In a class where exam marks are normally distributed with mean 70 and standard deviation 10, roughly what percentage of students would you expect to score between 60 and 80? How did you arrive at that estimate?
60 and 80 are each exactly one standard deviation from the mean (70 ± 10). The empirical rule tells us that approximately 68% of data lies within one standard deviation of the mean. So about 68% of students scored between 60 and 80.
For any normally distributed dataset with mean μ and standard deviation σ:
| Interval | Approximate percentage of data |
|---|---|
| μ − σ to μ + σ (within 1 standard deviation) | 68% |
| μ − 2σ to μ + 2σ (within 2 standard deviations) | 95% |
| μ − 3σ to μ + 3σ (within 3 standard deviations) | 99.7% |
Empirical rule: 68% of data lies within 1σ of the mean, 95% within 2σ, 99.7% within 3σ. The remaining percentages outside each band: 32%, 5%, and 0.3%. Memorise as 68-95-99.7.
Pause, copy the empirical rule table: 1σ → 68% inside, 32% outside; 2σ → 95% inside, 5% outside; 3σ → 99.7% inside, 0.3% outside, memorise as 68-95-99.7 into your book.
Quick check: What percentage of normally distributed data lies within 2 standard deviations of the mean?
The empirical rule says 68% of data lies within 1σ of the mean, 95% within 2σ, and 99.7% within 3σ, with 32%, 5%, and 0.3% lying outside those bands. Applying the rule to a real dataset means first identifying how many standard deviations each boundary is from the mean: subtract the boundary from μ then divide by σ, and match the resulting number to the 68/95/99.7 table.

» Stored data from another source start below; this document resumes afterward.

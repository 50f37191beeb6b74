//! Simulated Measurement Session
//!
//! Runs one full session (inflation, countdown, deflation, verdict) against a
//! modelled cuff instead of a real transducer. Time is simulated, so a
//! 40 second deflation finishes instantly.
//!
//! ## What You'll Learn
//!
//! - Implementing `PressureSource` for a custom feed
//! - Sharing one `ManualClock` between the feed, the delays and the estimator
//! - Writing an operator console as a `SessionEvents` sink
//! - Keeping the deflation curve with `DeflationTrace`
//!
//! ## Running the Example
//!
//! ```bash
//! cargo run --example simulated_session -- 5.2
//! ```
//!
//! The optional argument is the bleed rate in mmHg/s (default 4.0).

use std::convert::Infallible;

use cuffwatch_core::{
    time::{ManualClock, TimeSource},
    CuffResult, DeflationTrace, PressureSource, SessionController, SessionEvent, SessionEvents,
    SessionOutcome,
};
use embedded_hal::digital::{ErrorType, InputPin, OutputPin};

/// Hand-pumped cuff: +12 mmHg per squeeze up to 170, a 5 s pause, then a steady bleed
struct ModelCuff<'a> {
    clock: &'a ManualClock,
    bleed_mmhg_per_s: f32,
    pressure: f32,
    released_at: Option<u64>,
}

impl PressureSource for ModelCuff<'_> {
    type Error = Infallible;

    fn pressure(&mut self) -> CuffResult<f32, Infallible> {
        // One conversion takes 5 ms
        self.clock.advance(5);
        let now = self.clock.now();

        match self.released_at {
            None => {
                self.pressure = (self.pressure + 12.0).min(170.0);
                if self.pressure >= 170.0 {
                    self.released_at = Some(now + 5_000);
                }
            }
            Some(released_at) if now > released_at => {
                let bled = self.bleed_mmhg_per_s * (now - released_at) as f32 / 1000.0;
                self.pressure = 170.0 - bled;
            }
            Some(_) => {}
        }
        Ok(self.pressure)
    }
}

/// Prints what an LCD would show
struct Console;

impl SessionEvents for Console {
    fn on_event(&mut self, event: &SessionEvent) {
        match event {
            SessionEvent::SessionStarted => println!("== session started =="),
            SessionEvent::InflationStarted { target_mmhg } => {
                println!("Inflate cuff to {:.0} mmHg", target_mmhg)
            }
            SessionEvent::InflationReading(p) => println!("  {:6.1} mmHg", p),
            SessionEvent::InflationComplete(p) => println!("Cuff inflated to {:.1} mmHg", p),
            SessionEvent::Countdown(n) => println!("Start deflating in {}...", n),
            SessionEvent::DeflationStarted => println!("Deflate now"),
            SessionEvent::DeflationSample(_) => {}
            SessionEvent::DeflationComplete(estimate) => {
                println!("Deflation rate: {:.2} mmHg/s", estimate.slope_mmhg_per_s);
                println!("  samples:        {}", estimate.sample_count);
                println!("  avg interval:   {:.2} ms", estimate.avg_interval_ms);
                println!("  samples/s:      {:.1}", estimate.samples_per_second);
            }
            SessionEvent::SessionFinished { message, .. } => println!("== {} ==", message),
        }
    }
}

/// Button that reads high once
struct PressedOnce(bool);

impl ErrorType for PressedOnce {
    type Error = Infallible;
}

impl InputPin for PressedOnce {
    fn is_high(&mut self) -> Result<bool, Infallible> {
        Ok(core::mem::replace(&mut self.0, false))
    }

    fn is_low(&mut self) -> Result<bool, Infallible> {
        self.is_high().map(|high| !high)
    }
}

/// Indicator that prints its state
struct Led;

impl ErrorType for Led {
    type Error = Infallible;
}

impl OutputPin for Led {
    fn set_low(&mut self) -> Result<(), Infallible> {
        println!("[led off]");
        Ok(())
    }

    fn set_high(&mut self) -> Result<(), Infallible> {
        println!("[led on]");
        Ok(())
    }
}

fn main() {
    let bleed_mmhg_per_s = std::env::args()
        .nth(1)
        .and_then(|arg| arg.parse().ok())
        .unwrap_or(4.0);

    println!("CuffWatch simulated session ({} mmHg/s bleed)", bleed_mmhg_per_s);
    println!("================================================\n");

    let clock = ManualClock::new(0);
    let mut delay = &clock;
    let mut cuff = ModelCuff {
        clock: &clock,
        bleed_mmhg_per_s,
        pressure: 0.0,
        released_at: None,
    };
    let mut sinks = (Console, DeflationTrace::<16_384>::new());
    let mut controller = SessionController::new(PressedOnce(true), Led);

    let outcome = loop {
        match controller.poll(&mut cuff, &clock, &mut delay, &mut sinks) {
            Ok(outcome) => break outcome,
            Err(nb::Error::WouldBlock) => continue,
            Err(nb::Error::Other(error)) => {
                eprintln!("session failed: {}", error);
                return;
            }
        }
    };

    let trace = &sinks.1;
    println!("\nSimulated time: {:.1} s", clock.now() as f32 / 1000.0);
    println!("Trace: {} samples{}", trace.samples().len(), if trace.is_truncated() { " (truncated)" } else { "" });

    match outcome {
        SessionOutcome::Completed { peak_mmhg, estimate } => {
            println!("Peak {:.1} mmHg, verdict {:?}", peak_mmhg, estimate.rate);
        }
        SessionOutcome::Aborted { stage, error } => {
            println!("Aborted during {:?}: {}", stage, error);
        }
    }
}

To apply the empirical rule, first identify how many standard deviations each boundary is from the mean.
Worked example: IQ scores are normally distributed with μ = 100, σ = 15. What percentage of people have IQ between 70 and 130?
Worked example 2: What percentage have IQ between 85 and 115?
To apply the empirical rule: (1) subtract each boundary from μ, (2) divide by σ to get the number of standard deviations, (3) apply 68/95/99.7. If the boundaries are at ±kσ from the mean, use the matching percentage.
Pause, copy the three-step application process: (1) subtract each boundary from μ; (2) divide by σ to get the number of standard deviations; (3) match to 68/95/99.7 and read off the corresponding percentage into your book.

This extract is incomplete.